Chiropractic and Acupuncture
Taking the work of touch to the next level, the use of chiropractic techniques and acupuncture on dogs (and other animals) are also becoming more widely used.
The term chiropractic comes from two Greek words — cheira and praktikos — and means “done by hand.” It is the practice of assessing mechanical abnormalities of the spine and musculoskeletal system to effect relief through the nervous system. The premise is that pain is the result of an impaired nervous system as influenced by the position of the spine. Once adjustments are made to the spine and the surrounding musculature, the pain is relieved. Treatment depends on the condition being addressed.
Chiropractic is more and more commonly practiced on horses and companion animals — particularly those involved in competitive sports such as show jumping, dressage, and eventing for horses, and agility and other physically demanding sports for dogs. It's not always easy to find a canine chiropractor near you. Practitioners need to be trained just as human chiropractors do, but as success stories emerge, demand grows. The American Veterinary Chiropractic Association (AVCA) provides, “public educational, social, credentialing, and professional services to the animal chiropractic community and the community at large.” Through its website, the association lists referrals as well as other information. Find them at www.animalchiropractic.org.

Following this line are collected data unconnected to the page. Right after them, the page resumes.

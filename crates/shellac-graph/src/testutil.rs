//! Shared test fixtures: a document of common nodedefs and a stub
//! generator.

use crate::generator::{Generator, IdentifierSyntax, ImplHandle, NodeImplementation, Syntax};
use shellac_doc::{Document, GeomProp, NodeDef, PortDef, Value};
use std::collections::HashSet;
use std::sync::Arc;

struct StubImpl(String);

impl NodeImplementation for StubImpl {
    fn name(&self) -> &str {
        &self.0
    }
}

/// Generator that resolves an implementation for every nodedef except the
/// ones marked missing.
pub(crate) struct TestGenerator {
    syntax: IdentifierSyntax,
    missing: HashSet<String>,
}

impl TestGenerator {
    pub fn new() -> Self {
        Self {
            syntax: IdentifierSyntax::new(),
            missing: HashSet::new(),
        }
    }

    pub fn without_impl(mut self, nodedef: &str) -> Self {
        self.missing.insert(nodedef.to_string());
        self
    }
}

impl Generator for TestGenerator {
    fn target(&self) -> &str {
        "test"
    }

    fn language(&self) -> &str {
        "tsl"
    }

    fn implementation(&self, def: &NodeDef) -> Option<ImplHandle> {
        if self.missing.contains(&def.name) {
            return None;
        }
        Some(Arc::new(StubImpl(format!("IM_{}", def.name))))
    }

    fn syntax(&self) -> &dyn Syntax {
        &self.syntax
    }
}

fn constant_def(name: &str, ty: &str) -> NodeDef {
    NodeDef::new(name, "constant", ty)
        .with_port(PortDef::input("value", ty))
        .with_port(PortDef::output("out", ty))
}

/// A document covering the node kinds the pipeline distinguishes.
pub(crate) fn test_document() -> Document {
    let mut doc = Document::new();

    doc.add_node_def(constant_def("ND_constant_float", "float"));
    doc.add_node_def(constant_def("ND_constant_color3", "color3"));

    doc.add_node_def(
        NodeDef::new("ND_multiply_float", "multiply", "float")
            .with_port(PortDef::input("in1", "float").with_value(Value::Float(1.0)))
            .with_port(PortDef::input("in2", "float").with_value(Value::Float(1.0)))
            .with_port(PortDef::output("out", "float")),
    );
    doc.add_node_def(
        NodeDef::new("ND_multiply_color3", "multiply", "color3")
            .with_port(PortDef::input("in1", "color3"))
            .with_port(PortDef::input("in2", "float").with_value(Value::Float(1.0)))
            .with_port(PortDef::output("out", "color3")),
    );

    doc.add_node_def(
        NodeDef::new("ND_compare_float", "compare", "float")
            .with_port(PortDef::input("intest", "float").with_value(Value::Float(0.0)))
            .with_port(PortDef::input("cutoff", "float").with_value(Value::Float(0.5)))
            .with_port(PortDef::input("in1", "float").with_value(Value::Float(0.0)))
            .with_port(PortDef::input("in2", "float").with_value(Value::Float(0.0)))
            .with_port(PortDef::output("out", "float")),
    );
    doc.add_node_def(
        NodeDef::new("ND_compare_color3", "compare", "color3")
            .with_port(PortDef::input("intest", "float").with_value(Value::Float(0.0)))
            .with_port(PortDef::input("cutoff", "float").with_value(Value::Float(0.5)))
            .with_port(PortDef::input("in1", "color3"))
            .with_port(PortDef::input("in2", "color3"))
            .with_port(PortDef::output("out", "color3")),
    );
    doc.add_node_def(
        NodeDef::new("ND_switch_float", "switch", "float")
            .with_port(PortDef::input("in0", "float").with_value(Value::Float(0.0)))
            .with_port(PortDef::input("in1", "float").with_value(Value::Float(0.0)))
            .with_port(PortDef::input("in2", "float").with_value(Value::Float(0.0)))
            .with_port(PortDef::input("in3", "float").with_value(Value::Float(0.0)))
            .with_port(PortDef::input("which", "float"))
            .with_port(PortDef::output("out", "float")),
    );

    doc.add_node_def(
        NodeDef::new("ND_image_color3", "image", "color3")
            .with_group("texture2d")
            .with_port(PortDef::parameter("file", "filename"))
            .with_port(
                PortDef::input("texcoord", "vector2")
                    .with_geomprop(GeomProp::new("texcoord").with_index("0")),
            )
            .with_port(PortDef::output("out", "color3")),
    );
    doc.add_node_def(
        NodeDef::new("ND_texcoord_vector2", "texcoord", "vector2")
            .with_port(PortDef::input("index", "string").with_value(Value::String("0".into())))
            .with_port(PortDef::output("out", "vector2")),
    );
    doc.add_node_def(
        NodeDef::new("ND_position_vector3", "position", "vector3")
            .with_group("procedural3d")
            .with_port(PortDef::input("space", "string"))
            .with_port(PortDef::output("out", "vector3")),
    );

    doc.add_node_def(
        NodeDef::new("ND_plastic_surfaceshader", "plastic", "surfaceshader")
            .with_port(PortDef::input("bsdf", "BSDF"))
            .with_port(
                PortDef::input("albedo", "color3")
                    .with_value(Value::Color3(shellac_doc::glam::Vec3::splat(0.5))),
            )
            .with_port(PortDef::parameter("sheen", "float").with_value(Value::Float(0.0))),
    );
    doc.add_node_def(
        NodeDef::new("ND_diffuse_bsdf", "diffuse", "BSDF")
            .with_port(
                PortDef::input("albedo", "color3")
                    .with_value(Value::Color3(shellac_doc::glam::Vec3::splat(0.8))),
            )
            .with_port(PortDef::output("out", "BSDF")),
    );
    doc.add_node_def(
        NodeDef::new("ND_reflection_bsdf", "reflection", "BSDF")
            .with_attribute("bsdf", "R")
            .with_port(PortDef::input("ior", "float").with_value(Value::Float(1.5)))
            .with_port(PortDef::output("out", "BSDF")),
    );
    doc.add_node_def(
        NodeDef::new("ND_mix_bsdf", "mix", "BSDF")
            .with_port(PortDef::input("fg", "BSDF"))
            .with_port(PortDef::input("bg", "BSDF"))
            .with_port(PortDef::input("mix", "float").with_value(Value::Float(0.5)))
            .with_port(PortDef::output("out", "BSDF")),
    );

    doc.add_node_def(
        NodeDef::new("ND_srgb_linear_color3", "srgb_linear", "color3")
            .with_port(PortDef::input("in", "color3"))
            .with_port(PortDef::output("out", "color3")),
    );

    doc.add_node_def(
        NodeDef::new("ND_checkergraph_float", "checkergraph", "float")
            .with_port(PortDef::input("scale", "float").with_value(Value::Float(1.0)))
            .with_port(PortDef::output("out", "float")),
    );

    doc
}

The ancient practice of acupuncture takes stimulation to yet another level: through needles applied directly to “meridians” in the body that correspond to the area(s) that need(s) relief. Acupuncture can benefit circulation, respiration, urinary problems, joint pain, and much more. It is an ancient healing procedure that dates back some 7,000 years but is only now becoming more mainstream. In fact, it wasn't until 1998 that the American Veterinary Medical Association (AVMA) finally gave the nod to acupuncture, stating in its Guidelines for Complementary and Alternative Medicine that acupuncture and acutherapy were integral parts of veterinary medicine. It's doubtful your young puppy would need these kinds of treatments, but it's nice to know there are more and more veterinary acupuncturists in the United States.